Circumstances thus every way auspicious demand our gratitude and sincere acknowledgments to Almighty God, and require that we should unite our efforts in imitation of your enlightened, firm, and persevering example to establish and preserve the peace, freedom, and prosperity of our country.
The objects which you have recommended to the notice of the Legislature will in the course of the session receive our careful attention, and with a true zeal for the public welfare we shall cheerfully cooperate in every measure that shall appear to us best calculated to promote the same.
JOHN ADAMS,
Vice-President of the United States and President of the Senate.
DECEMBER 11, 1795.
REPLY OF THE PRESIDENT.
GENTLEMEN: With real pleasure I receive your address, recognizing the prosperous situation of our public affairs, and giving assurances of your careful attention to the objects demanding legislative consideration, and that with a true zeal for the public welfare you will cheerfully cooperate in every measure which shall appear to you best calculated to promote the same.

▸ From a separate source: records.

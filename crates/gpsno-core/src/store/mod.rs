// ── Datastore ──
//
// Durable station/cluster state. Every create-or-update runs inside one
// transaction: the existing row is locked, compared, and only written when
// something actually changed, so a no-op never fires the change trigger.

#[cfg(any(test, feature = "testing"))]
mod memory;
mod postgres;

use async_trait::async_trait;

use crate::error::CoreError;
use crate::model::{Cluster, ClusterSnapshot, MacAddress, Station};

#[cfg(any(test, feature = "testing"))]
pub use memory::MemoryDatastore;
pub use postgres::{CLUSTERS_TABLE, PgDatastore, STATIONS_TABLE};

/// Result of a create-or-update.
#[derive(Debug, Clone, PartialEq)]
pub enum Upsert<T> {
    Created(T),
    Updated(T),
    /// The stored row already matched; nothing was written.
    Unchanged(T),
}

impl<T> Upsert<T> {
    /// The row as it is stored now.
    pub fn into_inner(self) -> T {
        match self {
            Self::Created(row) | Self::Updated(row) | Self::Unchanged(row) => row,
        }
    }

    pub fn is_write(&self) -> bool {
        !matches!(self, Self::Unchanged(_))
    }
}

#[async_trait]
pub trait Datastore: Send + Sync {
    // ── Stations ─────────────────────────────────────────────────────

    /// Look up by canonical address, soft-deleted rows included.
    async fn find_station(&self, mac: &MacAddress) -> Result<Option<Station>, CoreError>;

    /// Create or update keyed by `id` when set, by address otherwise.
    async fn upsert_station(&self, station: &Station) -> Result<Upsert<Station>, CoreError>;

    /// Every station that is not soft-deleted, ordered by address.
    async fn active_stations(&self) -> Result<Vec<Station>, CoreError>;

    // ── Clusters ─────────────────────────────────────────────────────

    /// Look up by key, soft-deleted rows included.
    async fn find_cluster(&self, id: i64) -> Result<Option<Cluster>, CoreError>;

    /// Look up by name, soft-deleted rows included.
    async fn find_cluster_by_name(&self, name: &str) -> Result<Option<Cluster>, CoreError>;

    /// Create or update keyed by `id` when set, by name otherwise.
    async fn upsert_cluster(&self, cluster: &Cluster) -> Result<Upsert<Cluster>, CoreError>;

    /// Canonical addresses of the cluster's non-deleted members, sorted.
    async fn cluster_members(&self, id: i64) -> Result<Vec<String>, CoreError>;

    /// Every non-deleted cluster with its members, read as one snapshot.
    async fn active_clusters(&self) -> Result<Vec<ClusterSnapshot>, CoreError>;
}

/// Station columns a create-or-update may change.
pub(crate) fn station_settings_differ(stored: &Station, next: &Station) -> bool {
    stored.mac_address != next.mac_address
        || stored.name != next.name
        || stored.topic != next.topic
        || stored.config != next.config
        || stored.cluster_id != next.cluster_id
        || stored.deleted_at != next.deleted_at
}

pub(crate) fn cluster_settings_differ(stored: &Cluster, next: &Cluster) -> bool {
    !stored.same_settings(next) || stored.deleted_at != next.deleted_at
}
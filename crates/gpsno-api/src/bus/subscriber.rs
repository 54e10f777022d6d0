// ── Subscriptions and the inbound pump ──

use std::sync::Arc;
use std::time::Duration;

use dashmap::DashMap;
use tokio::sync::mpsc;
use tokio_util::sync::CancellationToken;

use super::message::{BusMessage, QoS};
use super::publisher::Transport;
use super::router::Router;
use crate::error::Error;

/// Default bound on handling a single inbound message.
pub const DEFAULT_HANDLER_TIMEOUT: Duration = Duration::from_secs(30);

/// Tracks active subscriptions and feeds inbound messages to the router.
pub struct Subscriber {
    transport: Arc<dyn Transport>,
    router: Arc<Router>,
    subscriptions: DashMap<String, QoS>,
    handler_timeout: Duration,
}

impl Subscriber {
    pub fn new(transport: Arc<dyn Transport>, router: Arc<Router>, handler_timeout: Duration) -> Self {
        Self {
            transport,
            router,
            subscriptions: DashMap::new(),
            handler_timeout,
        }
    }

    pub fn router(&self) -> &Arc<Router> {
        &self.router
    }

    /// Subscribe to `filter` and remember it for reconnects.
    pub async fn subscribe(&self, filter: &str, qos: QoS) -> Result<(), Error> {
        self.transport.subscribe(filter, qos).await?;
        self.subscriptions.insert(filter.to_owned(), qos);
        tracing::info!(filter, ?qos, "subscribed");
        Ok(())
    }

    /// Re-issue every remembered subscription, e.g. after the broker
    /// dropped our session. Failures are logged; returns how many succeeded.
    pub async fn resubscribe_all(&self) -> usize {
        let mut restored = 0;
        for (filter, qos) in self.subscriptions() {
            match self.transport.subscribe(&filter, qos).await {
                Ok(()) => restored += 1,
                Err(e) => tracing::warn!(filter, error = %e, "resubscribe failed"),
            }
        }
        tracing::debug!(restored, "subscriptions restored");
        restored
    }

    /// Active subscriptions, sorted by filter.
    pub fn subscriptions(&self) -> Vec<(String, QoS)> {
        let mut subs: Vec<(String, QoS)> = self
            .subscriptions
            .iter()
            .map(|entry| (entry.key().clone(), *entry.value()))
            .collect();
        subs.sort_by(|a, b| a.0.cmp(&b.0));
        subs
    }

    /// Route one message under a fresh handler timeout.
    pub async fn dispatch(&self, message: BusMessage) -> Result<(), Error> {
        tokio::time::timeout(self.handler_timeout, self.router.route(message))
            .await
            .map_err(|_| Error::timeout("message handler", self.handler_timeout))?
    }

    /// Pump messages from `inbound` into the router until cancelled or the
    /// sender side goes away. Messages are handled one at a time.
    pub async fn run(&self, mut inbound: mpsc::Receiver<BusMessage>, cancel: CancellationToken) {
        loop {
            let message = tokio::select! {
                biased;
                () = cancel.cancelled() => break,
                message = inbound.recv() => match message {
                    Some(message) => message,
                    None => {
                        tracing::debug!("inbound channel closed");
                        break;
                    }
                },
            };

            let topic = message.topic.clone();
            match self.dispatch(message).await {
                Ok(()) => {}
                Err(Error::NoHandler { .. }) => {
                    tracing::debug!(topic, "no handler for inbound message");
                }
                Err(e) => tracing::warn!(topic, error = %e, "inbound message handling failed"),
            }
        }
        tracing::debug!("inbound pump exiting");
    }
}
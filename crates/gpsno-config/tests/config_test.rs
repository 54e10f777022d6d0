#![allow(clippy::unwrap_used)]
// Layered loading: defaults, file, environment.

use std::path::Path;
use std::time::Duration;

use figment::Jail;
use pretty_assertions::assert_eq;
use secrecy::ExposeSecret;

use gpsno_config::{ConfigError, LogFormat, load_config};

// ── Helpers ─────────────────────────────────────────────────────────

fn load(path: &str) -> Result<gpsno_config::Config, figment::Error> {
    load_config(Some(Path::new(path))).map_err(|e| figment::Error::from(e.to_string()))
}

// ── File + environment ──────────────────────────────────────────────

#[test]
fn file_values_override_defaults() {
    Jail::expect_with(|jail| {
        jail.create_file(
            "config.toml",
            r#"
            [bus]
            host = "broker.local"
            base_topic = "site-a"
            qos = 2

            [database]
            database = "stations"
            ssl_mode = "require"

            [logging]
            format = "json"
            "#,
        )?;

        let config = load("config.toml")?;
        assert_eq!(config.bus.host, "broker.local");
        assert_eq!(config.bus.port, 1883);
        assert_eq!(config.database.database, "stations");
        assert_eq!(config.database.channel, "table_changes");
        assert_eq!(config.logging.format, LogFormat::Json);
        assert!(config.influx.is_none());

        let sync = config.sync_config().unwrap();
        assert_eq!(sync.base_topic, "site-a");
        assert_eq!(sync.qos, gpsno_api::QoS::ExactlyOnce);
        Ok(())
    });
}

#[test]
fn environment_overrides_file() {
    Jail::expect_with(|jail| {
        jail.create_file(
            "config.toml",
            r#"
            [bus]
            host = "broker.local"
            "#,
        )?;
        jail.set_env("GPSNO_BUS__HOST", "broker.prod");
        jail.set_env("GPSNO_BUS__PORT", "8883");
        jail.set_env("GPSNO_DATABASE__PASSWORD", "s3cret");

        let config = load("config.toml")?;
        assert_eq!(config.bus.host, "broker.prod");
        assert_eq!(config.bus.port, 8883);
        assert_eq!(
            config.database.password.as_ref().unwrap().expose_secret(),
            "s3cret"
        );
        Ok(())
    });
}

#[test]
fn influx_section_enables_the_sink() {
    Jail::expect_with(|jail| {
        jail.create_file(
            "config.toml",
            r#"
            [influx]
            url = "http://influx:8086"
            org = "gpsno"
            bucket = "measurements"
            token = "abc"
            flush_interval_secs = 2
            "#,
        )?;

        let config = load("config.toml")?;
        let influx = config.influx.as_ref().unwrap();
        assert_eq!(influx.batch_size, 100);

        let batch = influx.batch_config();
        assert_eq!(batch.flush_interval, Duration::from_secs(2));
        let runtime = influx.influx_config().unwrap();
        assert_eq!(runtime.url.as_str(), "http://influx:8086/");
        Ok(())
    });
}

// ── Failures ────────────────────────────────────────────────────────

#[test]
fn invalid_values_fail_validation() {
    Jail::expect_with(|jail| {
        jail.create_file(
            "config.toml",
            r#"
            [database]
            ssl_mode = "whenever"
            "#,
        )?;

        let err = load_config(Some(Path::new("config.toml"))).unwrap_err();
        assert!(
            matches!(err, ConfigError::Validation { ref field, .. } if field == "database.ssl_mode"),
            "got: {err}"
        );
        Ok(())
    });
}

#[test]
fn explicit_missing_file_is_an_error() {
    Jail::expect_with(|_jail| {
        let err = load_config(Some(Path::new("nope.toml"))).unwrap_err();
        assert!(matches!(err, ConfigError::NotFound { .. }), "got: {err}");
        Ok(())
    });
}

#[test]
fn printed_config_hides_secrets() {
    Jail::expect_with(|jail| {
        jail.create_file(
            "config.toml",
            r#"
            [bus]
            username = "sync"
            password = "mqtt-pass"
            "#,
        )?;

        let text = load("config.toml")?.to_redacted_toml().unwrap();
        assert!(text.contains("username = \"sync\""));
        assert!(!text.contains("mqtt-pass"), "secret leaked:\n{text}");
        Ok(())
    });
}
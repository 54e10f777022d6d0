// ── InfluxDB v2 writer ──
//
// Posts line protocol to `/api/v2/write`. Authentication is the v2 token
// scheme (`Authorization: Token <token>`).

use std::time::Duration;

use async_trait::async_trait;
use reqwest::header::{AUTHORIZATION, CONTENT_TYPE};
use secrecy::{ExposeSecret, SecretString};
use serde::Deserialize;
use url::Url;

use crate::error::Error;
use crate::sink::{Point, TimeSeriesSink};

/// Connection settings for an InfluxDB v2 server.
#[derive(Debug, Clone)]
pub struct InfluxConfig {
    /// Server root, e.g. `http://localhost:8086`.
    pub url: Url,
    pub org: String,
    pub bucket: String,
    pub token: SecretString,
    pub timeout: Duration,
}

/// Writes points straight to InfluxDB, one HTTP request per call.
#[derive(Debug, Clone)]
pub struct InfluxWriter {
    http: reqwest::Client,
    base_url: Url,
    write_url: Url,
    token: SecretString,
}

#[derive(Debug, Deserialize)]
struct Health {
    status: String,
    #[serde(default)]
    message: Option<String>,
}

impl InfluxWriter {
    pub fn new(config: &InfluxConfig) -> Result<Self, Error> {
        let http = reqwest::Client::builder().timeout(config.timeout).build()?;
        Self::with_client(http, config)
    }

    /// Build a writer around an existing HTTP client.
    pub fn with_client(http: reqwest::Client, config: &InfluxConfig) -> Result<Self, Error> {
        let mut write_url = config.url.join("api/v2/write")?;
        write_url
            .query_pairs_mut()
            .append_pair("org", &config.org)
            .append_pair("bucket", &config.bucket)
            .append_pair("precision", "ns");

        Ok(Self {
            http,
            base_url: config.url.clone(),
            write_url,
            token: config.token.clone(),
        })
    }

    /// `GET /health`; fails unless the server reports `"pass"`.
    pub async fn health(&self) -> Result<(), Error> {
        let resp = self.http.get(self.base_url.join("health")?).send().await?;
        let status = resp.status();
        if !status.is_success() {
            return Err(Error::SinkRejected {
                status: status.as_u16(),
                body: resp.text().await.unwrap_or_default(),
            });
        }

        let health: Health = resp.json().await?;
        if health.status == "pass" {
            Ok(())
        } else {
            Err(Error::SinkRejected {
                status: status.as_u16(),
                body: health
                    .message
                    .unwrap_or_else(|| format!("health status '{}'", health.status)),
            })
        }
    }
}

#[async_trait]
impl TimeSeriesSink for InfluxWriter {
    async fn write(&self, points: &[Point]) -> Result<(), Error> {
        if points.is_empty() {
            return Ok(());
        }

        let body = points
            .iter()
            .map(Point::to_line_protocol)
            .collect::<Vec<_>>()
            .join("\n");

        let resp = self
            .http
            .post(self.write_url.clone())
            .header(
                AUTHORIZATION,
                format!("Token {}", self.token.expose_secret()),
            )
            .header(CONTENT_TYPE, "text/plain; charset=utf-8")
            .body(body)
            .send()
            .await?;

        let status = resp.status();
        if status.is_success() {
            tracing::trace!(points = points.len(), "wrote points to InfluxDB");
            Ok(())
        } else {
            Err(Error::SinkRejected {
                status: status.as_u16(),
                body: resp.text().await.unwrap_or_default(),
            })
        }
    }
}
//! `gpsno sync [stations|clusters|all]`: one-shot full resync.

use std::sync::Arc;

use tokio_util::sync::CancellationToken;
use tracing::info;

use gpsno_api::{Publisher, TopicSpace};
use gpsno_config::Config;
use gpsno_core::{PgDatastore, Reconcilers, SyncReport, SyncScope};

use crate::cli::{GlobalOpts, SyncArgs};
use crate::commands::util;
use crate::error::CliError;
use crate::output;

pub async fn handle(config: &Config, args: &SyncArgs, global: &GlobalOpts) -> Result<(), CliError> {
    let sync = config.sync_config()?;
    let pool = util::connect_pool(&config.database).await?;
    let cancel = CancellationToken::new();
    let (mqtt, mut bus) = util::start_bus(config, cancel.clone());

    let result = match util::wait_connected(config, &mut bus).await {
        Ok(()) => {
            let reconcilers = Reconcilers::new(
                Arc::new(PgDatastore::new(pool.clone())),
                Publisher::new(bus.transport.clone(), sync.qos, sync.publish_timeout),
                Arc::new(TopicSpace::new(sync.base_topic.clone())),
            );
            publish(&reconcilers, args.scope.into()).await
        }
        Err(e) => Err(e),
    };

    mqtt.shutdown().await;
    cancel.cancel();
    pool.close().await;
    let rows = result?;

    let color = output::should_color(&global.color);
    output::print_output(&output::render_report(&rows, color), global.quiet);

    let total = rows
        .iter()
        .fold(SyncReport::default(), |acc, (_, report)| acc + *report);
    info!(published = total.published, failed = total.failed, "sync finished");
    if total.is_clean() {
        Ok(())
    } else {
        Err(CliError::PartialSync {
            failed: total.failed,
            total: total.total(),
        })
    }
}

async fn publish(
    reconcilers: &Reconcilers,
    scope: SyncScope,
) -> Result<Vec<(&'static str, SyncReport)>, CliError> {
    let mut rows = Vec::new();
    if matches!(scope, SyncScope::Stations | SyncScope::All) {
        rows.push(("stations", reconcilers.stations.sync_all().await?));
    }
    if matches!(scope, SyncScope::Clusters | SyncScope::All) {
        rows.push(("clusters", reconcilers.clusters.sync_all().await?));
    }
    Ok(rows)
}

But I derive peculiar satisfaction from your concurrence with me in the expressions of gratitude to Almighty God, which a review of the auspicious circumstances that distinguish our happy country have excited, and I trust the sincerity of our acknowledgments will be evinced by a union of efforts to establish and preserve its peace, freedom, and prosperity.
GEORGE WASHINGTON.
DECEMBER 12, 1795.
ADDRESS OF THE HOUSE OF REPRESENTATIVES TO GEORGE WASHINGTON, PRESIDENT OF THE UNITED STATES.
The PRESIDENT OF THE UNITED STATES.
SIR: As the Representatives of the people of the United States, we can not but participate in the strongest sensibility to every blessing which they enjoy, and cheerfully join with you in profound gratitude to the Author of all Good for the numerous and extraordinary blessings which He has conferred on our favored country.
A final and formal termination of the distressing war which has ravaged our Northwestern frontier will be an event which must afford a satisfaction proportionate to the anxiety with which it has long been sought, and in the adjustment of the terms we perceive the true policy of making them satisfactory to the Indians as well as to the United States as the best basis of a durable tranquillity. The disposition of such of the Southern tribes as had also heretofore annoyed our frontier is another prospect in our situation so important to the interest and happiness of the United States that it is much to be lamented that any clouds should be thrown over it, more especially by excesses on the part of our own citizens.